* **EXERCISE OBJECTIVE**
Within the data, how many lines hold the word "classifier"? Answer with nothing but the number.

Stored dataset items:
..........

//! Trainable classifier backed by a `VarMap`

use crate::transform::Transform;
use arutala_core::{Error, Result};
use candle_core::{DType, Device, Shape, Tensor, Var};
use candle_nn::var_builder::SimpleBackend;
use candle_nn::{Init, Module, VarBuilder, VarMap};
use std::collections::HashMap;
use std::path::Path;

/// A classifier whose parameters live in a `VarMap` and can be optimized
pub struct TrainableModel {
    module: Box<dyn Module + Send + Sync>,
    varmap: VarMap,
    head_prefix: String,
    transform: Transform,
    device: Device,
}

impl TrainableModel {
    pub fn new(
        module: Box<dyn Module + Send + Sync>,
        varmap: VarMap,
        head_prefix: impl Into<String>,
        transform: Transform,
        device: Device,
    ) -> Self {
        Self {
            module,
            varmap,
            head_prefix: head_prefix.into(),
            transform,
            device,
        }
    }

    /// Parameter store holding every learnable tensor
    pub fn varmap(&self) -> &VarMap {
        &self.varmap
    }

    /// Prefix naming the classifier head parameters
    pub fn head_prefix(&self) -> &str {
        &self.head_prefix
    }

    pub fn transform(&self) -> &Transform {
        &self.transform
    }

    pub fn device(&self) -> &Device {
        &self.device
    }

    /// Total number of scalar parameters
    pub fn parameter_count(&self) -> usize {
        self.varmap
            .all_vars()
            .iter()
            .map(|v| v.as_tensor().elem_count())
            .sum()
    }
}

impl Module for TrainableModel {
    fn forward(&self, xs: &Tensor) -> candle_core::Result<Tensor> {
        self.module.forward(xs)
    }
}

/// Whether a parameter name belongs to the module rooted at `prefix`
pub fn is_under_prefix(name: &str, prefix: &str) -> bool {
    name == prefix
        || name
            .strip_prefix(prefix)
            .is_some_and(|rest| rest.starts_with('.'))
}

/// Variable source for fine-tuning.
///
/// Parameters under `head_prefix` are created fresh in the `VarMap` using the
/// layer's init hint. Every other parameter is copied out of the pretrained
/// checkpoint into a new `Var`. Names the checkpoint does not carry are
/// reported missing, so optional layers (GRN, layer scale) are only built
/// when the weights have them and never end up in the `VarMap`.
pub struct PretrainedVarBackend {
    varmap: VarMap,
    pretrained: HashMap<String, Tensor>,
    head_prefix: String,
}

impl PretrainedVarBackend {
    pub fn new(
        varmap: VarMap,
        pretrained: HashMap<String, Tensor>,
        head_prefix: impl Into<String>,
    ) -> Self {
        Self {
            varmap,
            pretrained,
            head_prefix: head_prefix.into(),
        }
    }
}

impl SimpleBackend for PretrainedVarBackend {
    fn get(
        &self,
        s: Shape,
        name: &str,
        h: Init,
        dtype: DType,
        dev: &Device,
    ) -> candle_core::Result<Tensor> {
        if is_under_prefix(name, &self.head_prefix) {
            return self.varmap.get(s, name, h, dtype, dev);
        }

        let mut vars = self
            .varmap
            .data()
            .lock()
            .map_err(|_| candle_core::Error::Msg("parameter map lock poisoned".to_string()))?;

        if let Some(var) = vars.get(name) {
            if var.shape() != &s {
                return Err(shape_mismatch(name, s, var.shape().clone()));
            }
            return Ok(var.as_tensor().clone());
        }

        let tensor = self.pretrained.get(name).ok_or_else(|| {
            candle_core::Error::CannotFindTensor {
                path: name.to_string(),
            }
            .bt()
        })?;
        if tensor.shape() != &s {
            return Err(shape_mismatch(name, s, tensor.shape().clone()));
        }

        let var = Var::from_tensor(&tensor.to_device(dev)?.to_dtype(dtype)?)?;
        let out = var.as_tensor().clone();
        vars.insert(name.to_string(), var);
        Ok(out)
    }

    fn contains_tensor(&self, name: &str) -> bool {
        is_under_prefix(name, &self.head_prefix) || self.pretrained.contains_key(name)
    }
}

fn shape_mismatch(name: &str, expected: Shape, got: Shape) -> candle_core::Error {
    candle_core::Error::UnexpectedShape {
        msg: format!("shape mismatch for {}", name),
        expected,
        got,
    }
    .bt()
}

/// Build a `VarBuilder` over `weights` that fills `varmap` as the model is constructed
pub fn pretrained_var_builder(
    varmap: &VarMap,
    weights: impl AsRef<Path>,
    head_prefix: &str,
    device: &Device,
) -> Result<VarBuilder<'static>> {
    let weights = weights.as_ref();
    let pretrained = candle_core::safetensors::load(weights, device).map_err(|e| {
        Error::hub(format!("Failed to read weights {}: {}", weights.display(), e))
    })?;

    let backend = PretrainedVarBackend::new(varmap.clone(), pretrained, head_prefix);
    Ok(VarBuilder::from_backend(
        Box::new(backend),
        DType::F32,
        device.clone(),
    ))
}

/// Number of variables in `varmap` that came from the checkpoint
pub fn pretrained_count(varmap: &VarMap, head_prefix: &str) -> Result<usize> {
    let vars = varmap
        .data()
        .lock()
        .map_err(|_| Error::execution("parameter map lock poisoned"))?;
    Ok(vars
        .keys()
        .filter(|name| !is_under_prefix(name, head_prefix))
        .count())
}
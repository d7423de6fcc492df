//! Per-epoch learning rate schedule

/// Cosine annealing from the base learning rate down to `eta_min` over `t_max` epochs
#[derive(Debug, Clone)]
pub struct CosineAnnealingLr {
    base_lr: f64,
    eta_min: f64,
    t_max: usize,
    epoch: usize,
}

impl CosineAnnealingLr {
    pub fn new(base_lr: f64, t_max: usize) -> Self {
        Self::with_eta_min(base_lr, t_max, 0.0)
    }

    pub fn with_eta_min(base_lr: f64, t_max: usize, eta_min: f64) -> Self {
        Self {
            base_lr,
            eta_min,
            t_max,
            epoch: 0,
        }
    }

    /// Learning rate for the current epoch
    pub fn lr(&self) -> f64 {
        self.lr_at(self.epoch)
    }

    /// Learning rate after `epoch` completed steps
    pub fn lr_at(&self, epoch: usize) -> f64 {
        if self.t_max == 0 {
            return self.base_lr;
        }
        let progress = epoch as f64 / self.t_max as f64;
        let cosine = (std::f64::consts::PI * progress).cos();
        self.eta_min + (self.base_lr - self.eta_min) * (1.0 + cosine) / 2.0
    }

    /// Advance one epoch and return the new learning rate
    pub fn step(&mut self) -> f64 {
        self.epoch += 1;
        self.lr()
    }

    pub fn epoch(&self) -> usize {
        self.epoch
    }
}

..........

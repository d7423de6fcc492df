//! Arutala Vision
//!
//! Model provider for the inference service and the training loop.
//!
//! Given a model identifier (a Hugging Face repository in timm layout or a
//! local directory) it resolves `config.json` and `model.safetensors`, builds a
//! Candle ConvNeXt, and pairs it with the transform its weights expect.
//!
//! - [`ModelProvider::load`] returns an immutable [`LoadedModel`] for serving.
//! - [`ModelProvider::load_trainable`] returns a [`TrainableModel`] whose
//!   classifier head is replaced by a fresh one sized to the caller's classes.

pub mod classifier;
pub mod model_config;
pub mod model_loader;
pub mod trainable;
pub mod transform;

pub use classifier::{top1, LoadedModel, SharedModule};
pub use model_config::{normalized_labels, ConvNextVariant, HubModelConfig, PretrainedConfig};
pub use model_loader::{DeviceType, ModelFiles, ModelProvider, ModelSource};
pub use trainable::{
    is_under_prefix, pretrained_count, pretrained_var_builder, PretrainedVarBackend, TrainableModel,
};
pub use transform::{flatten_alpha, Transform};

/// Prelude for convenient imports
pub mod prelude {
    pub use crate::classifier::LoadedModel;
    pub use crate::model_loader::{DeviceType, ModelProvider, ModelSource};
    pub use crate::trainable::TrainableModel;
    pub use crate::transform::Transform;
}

..........

* **FINAL ANSWER**
7